◆ **Problem description**
Can you write out the whole listing exactly?

◆ **Task inputs**
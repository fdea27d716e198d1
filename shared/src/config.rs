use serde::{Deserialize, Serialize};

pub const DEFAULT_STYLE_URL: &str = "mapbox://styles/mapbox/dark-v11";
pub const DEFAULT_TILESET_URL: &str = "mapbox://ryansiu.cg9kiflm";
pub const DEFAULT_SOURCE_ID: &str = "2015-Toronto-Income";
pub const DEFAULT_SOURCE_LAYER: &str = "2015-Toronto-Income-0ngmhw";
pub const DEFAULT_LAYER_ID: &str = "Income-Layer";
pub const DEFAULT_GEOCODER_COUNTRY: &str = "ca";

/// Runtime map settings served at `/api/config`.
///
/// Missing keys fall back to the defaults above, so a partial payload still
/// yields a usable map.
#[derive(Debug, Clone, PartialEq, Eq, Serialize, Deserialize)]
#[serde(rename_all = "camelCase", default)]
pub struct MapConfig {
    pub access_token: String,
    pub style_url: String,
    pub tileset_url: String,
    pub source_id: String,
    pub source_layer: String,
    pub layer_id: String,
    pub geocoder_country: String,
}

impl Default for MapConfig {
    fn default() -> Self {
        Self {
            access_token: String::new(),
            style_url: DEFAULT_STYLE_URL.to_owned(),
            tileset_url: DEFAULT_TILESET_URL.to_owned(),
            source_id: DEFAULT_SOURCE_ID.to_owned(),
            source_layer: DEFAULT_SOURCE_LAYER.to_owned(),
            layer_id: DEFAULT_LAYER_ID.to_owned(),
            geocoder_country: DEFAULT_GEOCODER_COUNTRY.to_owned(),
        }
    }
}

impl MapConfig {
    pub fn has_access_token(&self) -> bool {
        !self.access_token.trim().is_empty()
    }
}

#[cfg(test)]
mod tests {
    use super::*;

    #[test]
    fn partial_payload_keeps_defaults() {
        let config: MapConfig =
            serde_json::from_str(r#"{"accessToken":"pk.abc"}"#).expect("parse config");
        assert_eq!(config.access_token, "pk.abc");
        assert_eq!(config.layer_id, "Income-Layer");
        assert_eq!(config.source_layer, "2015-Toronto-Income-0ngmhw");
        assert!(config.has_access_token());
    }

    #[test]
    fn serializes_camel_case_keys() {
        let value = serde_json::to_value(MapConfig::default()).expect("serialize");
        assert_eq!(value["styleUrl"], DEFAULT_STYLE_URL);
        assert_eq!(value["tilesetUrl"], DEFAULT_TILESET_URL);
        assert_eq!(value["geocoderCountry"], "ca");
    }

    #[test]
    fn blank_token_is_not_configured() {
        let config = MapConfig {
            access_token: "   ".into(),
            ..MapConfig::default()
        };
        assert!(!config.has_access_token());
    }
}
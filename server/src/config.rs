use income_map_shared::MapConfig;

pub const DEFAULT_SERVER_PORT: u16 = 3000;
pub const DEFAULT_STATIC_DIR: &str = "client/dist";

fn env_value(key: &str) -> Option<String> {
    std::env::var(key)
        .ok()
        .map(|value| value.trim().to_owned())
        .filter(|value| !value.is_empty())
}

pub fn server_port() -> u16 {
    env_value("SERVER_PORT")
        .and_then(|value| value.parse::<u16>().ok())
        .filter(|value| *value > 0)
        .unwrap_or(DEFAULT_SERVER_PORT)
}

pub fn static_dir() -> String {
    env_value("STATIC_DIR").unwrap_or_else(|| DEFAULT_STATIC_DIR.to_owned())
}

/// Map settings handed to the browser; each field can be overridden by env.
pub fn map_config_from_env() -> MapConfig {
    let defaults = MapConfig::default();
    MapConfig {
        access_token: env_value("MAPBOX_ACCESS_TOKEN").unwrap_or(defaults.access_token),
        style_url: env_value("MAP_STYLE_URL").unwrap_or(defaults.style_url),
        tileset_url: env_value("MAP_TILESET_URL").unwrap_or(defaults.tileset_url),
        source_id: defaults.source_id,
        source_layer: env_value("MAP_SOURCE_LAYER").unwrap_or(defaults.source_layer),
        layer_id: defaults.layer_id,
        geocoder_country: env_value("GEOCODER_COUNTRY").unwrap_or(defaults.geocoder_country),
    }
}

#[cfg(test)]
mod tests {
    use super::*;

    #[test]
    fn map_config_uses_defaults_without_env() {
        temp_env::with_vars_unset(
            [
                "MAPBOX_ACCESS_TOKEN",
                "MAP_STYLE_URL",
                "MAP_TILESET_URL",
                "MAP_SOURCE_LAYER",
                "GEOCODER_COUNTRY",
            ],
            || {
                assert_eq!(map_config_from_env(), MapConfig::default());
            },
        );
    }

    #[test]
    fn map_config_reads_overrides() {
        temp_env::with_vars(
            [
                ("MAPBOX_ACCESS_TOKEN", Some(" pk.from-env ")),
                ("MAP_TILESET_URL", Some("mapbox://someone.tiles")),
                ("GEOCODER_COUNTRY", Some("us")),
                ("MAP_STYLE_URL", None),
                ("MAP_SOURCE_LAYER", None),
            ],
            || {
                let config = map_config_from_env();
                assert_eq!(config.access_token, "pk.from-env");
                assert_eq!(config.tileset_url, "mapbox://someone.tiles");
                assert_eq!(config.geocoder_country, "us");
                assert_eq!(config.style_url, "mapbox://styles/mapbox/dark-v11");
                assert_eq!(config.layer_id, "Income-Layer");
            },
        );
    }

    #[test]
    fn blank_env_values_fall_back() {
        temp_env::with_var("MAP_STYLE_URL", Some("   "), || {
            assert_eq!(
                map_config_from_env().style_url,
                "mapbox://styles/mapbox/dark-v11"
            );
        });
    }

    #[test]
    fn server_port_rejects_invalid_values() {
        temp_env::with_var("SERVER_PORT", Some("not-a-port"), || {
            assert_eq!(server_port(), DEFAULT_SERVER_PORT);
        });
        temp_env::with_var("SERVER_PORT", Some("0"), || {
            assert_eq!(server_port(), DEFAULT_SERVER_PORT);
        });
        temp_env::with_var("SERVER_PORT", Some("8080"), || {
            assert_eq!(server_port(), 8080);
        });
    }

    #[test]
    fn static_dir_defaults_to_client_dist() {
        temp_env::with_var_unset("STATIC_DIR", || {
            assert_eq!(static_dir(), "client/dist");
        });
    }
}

◆ **Result for this task**
repository fdea27d716e198d1
filename shared/src/config.rs
use serde::{Deserialize, Serialize};

pub const DEFAULT_STYLE_URL: &str = "mapbox://styles/mapbox/dark-v11";
pub const DEFAULT_TILESET_URL: &str = "mapbox://ryansiu.cg9kiflm";
pub const DEFAULT_SOURCE_ID: &str = "2015-Toronto-Income";
pub const DEFAULT_SOURCE_LAYER: &str = "2015-Toronto-Income-0ngmhw";
pub const DEFAULT_LAYER_ID: &str = "Income-Layer";
pub const DEFAULT_GEOCODER_COUNTRY: &str = "ca";

/// Runtime map settings served at `/api/config`.
///
/// Missing keys fall back to the defaults above, so a partial payload still
/// yields a usable map.
#[derive(Debug, Clone, PartialEq, Eq, Serialize, Deserialize)]
#[serde(rename_all = "camelCase", default)]
pub struct MapConfig {
    pub access_token: String,
    pub style_url: String,
    pub tileset_url: String,
    pub source_id: String,
    pub source_layer: String,
    pub layer_id: String,
    pub geocoder_country: String,
}

impl Default for MapConfig {
    fn default() -> Self {
        Self {
            access_token: String::new(),
            style_url: DEFAULT_STYLE_URL.to_owned(),
            tileset_url: DEFAULT_TILESET_URL.to_owned(),
            source_id: DEFAULT_SOURCE_ID.to_owned(),
            source_layer: DEFAULT_SOURCE_LAYER.to_owned(),
            layer_id: DEFAULT_LAYER_ID.to_owned(),
            geocoder_country: DEFAULT_GEOCODER_COUNTRY.to_owned(),
        }
    }
}

impl MapConfig {
    pub fn has_access_token(&self) -> bool {
        !self.access_token.trim().is_empty()
    }
}

#[cfg(test)]
mod tests {
    use super::*;

    #[test]
    fn partial_payload_keeps_defaults() {
        let config: MapConfig =
            serde_json::from_str(r#"{"accessToken":"pk.abc"}"#).expect("parse config");
        assert_eq!(config.access_token, "pk.abc");
        assert_eq!(config.layer_id, "Income-Layer");
        assert_eq!(config.source_layer, "2015-Toronto-Income-0ngmhw");
        assert!(config.has_access_token());
    }

    #[test]
    fn serializes_camel_case_keys() {
        let value = serde_json::to_value(MapConfig::default()).expect("serialize");
        assert_eq!(value["styleUrl"], DEFAULT_STYLE_URL);
        assert_eq!(value["tilesetUrl"], DEFAULT_TILESET_URL);
        assert_eq!(value["geocoderCountry"], "ca");
    }

    #[test]
    fn blank_token_is_not_configured() {
        let config = MapConfig {
            access_token: "   ".into(),
            ..MapConfig::default()
        };
        assert!(!config.has_access_token());
    }
}
filename server/src/config.rs
use income_map_shared::MapConfig;

pub const DEFAULT_SERVER_PORT: u16 = 3000;
pub const DEFAULT_STATIC_DIR: &str = "client/dist";

fn env_value(key: &str) -> Option<String> {
    std::env::var(key)
        .ok()
        .map(|value| value.trim().to_owned())
        .filter(|value| !value.is_empty())
}

pub fn server_port() -> u16 {
    env_value("SERVER_PORT")
        .and_then(|value| value.parse::<u16>().ok())
        .filter(|value| *value > 0)
        .unwrap_or(DEFAULT_SERVER_PORT)
}

pub fn static_dir() -> String {
    env_value("STATIC_DIR").unwrap_or_else(|| DEFAULT_STATIC_DIR.to_owned())
}

/// Map settings handed to the browser; each field can be overridden by env.
pub fn map_config_from_env() -> MapConfig {
    let defaults = MapConfig::default();
    MapConfig {
        access_token: env_value("MAPBOX_ACCESS_TOKEN").unwrap_or(defaults.access_token),
        style_url: env_value("MAP_STYLE_URL").unwrap_or(defaults.style_url),
        tileset_url: env_value("MAP_TILESET_URL").unwrap_or(defaults.tileset_url),
        source_id: defaults.source_id,
        source_layer: env_value("MAP_SOURCE_LAYER").unwrap_or(defaults.source_layer),
        layer_id: defaults.layer_id,
        geocoder_country: env_value("GEOCODER_COUNTRY").unwrap_or(defaults.geocoder_country),
    }
}

#[cfg(test)]
mod tests {
    use super::*;

    #[test]
    fn map_config_uses_defaults_without_env() {
        temp_env::with_vars_unset(
            [
                "MAPBOX_ACCESS_TOKEN",
                "MAP_STYLE_URL",
                "MAP_TILESET_URL",
                "MAP_SOURCE_LAYER",
                "GEOCODER_COUNTRY",
            ],
            || {
                assert_eq!(map_config_from_env(), MapConfig::default());
            },
        );
    }

    #[test]
    fn map_config_reads_overrides() {
        temp_env::with_vars(
            [
                ("MAPBOX_ACCESS_TOKEN", Some(" pk.from-env ")),
                ("MAP_TILESET_URL", Some("mapbox://someone.tiles")),
                ("GEOCODER_COUNTRY", Some("us")),
                ("MAP_STYLE_URL", None),
                ("MAP_SOURCE_LAYER", None),
            ],
            || {
                let config = map_config_from_env();
                assert_eq!(config.access_token, "pk.from-env");
                assert_eq!(config.tileset_url, "mapbox://someone.tiles");
                assert_eq!(config.geocoder_country, "us");
                assert_eq!(config.style_url, "mapbox://styles/mapbox/dark-v11");
                assert_eq!(config.layer_id, "Income-Layer");
            },
        );
    }

    #[test]
    fn blank_env_values_fall_back() {
        temp_env::with_var("MAP_STYLE_URL", Some("   "), || {
            assert_eq!(
                map_config_from_env().style_url,
                "mapbox://styles/mapbox/dark-v11"
            );
        });
    }

    #[test]
    fn server_port_rejects_invalid_values() {
        temp_env::with_var("SERVER_PORT", Some("not-a-port"), || {
            assert_eq!(server_port(), DEFAULT_SERVER_PORT);
        });
        temp_env::with_var("SERVER_PORT", Some("0"), || {
            assert_eq!(server_port(), DEFAULT_SERVER_PORT);
        });
        temp_env::with_var("SERVER_PORT", Some("8080"), || {
            assert_eq!(server_port(), 8080);
        });
    }

    #[test]
    fn static_dir_defaults_to_client_dist() {
        temp_env::with_var_unset("STATIC_DIR", || {
            assert_eq!(static_dir(), "client/dist");
        });
    }
}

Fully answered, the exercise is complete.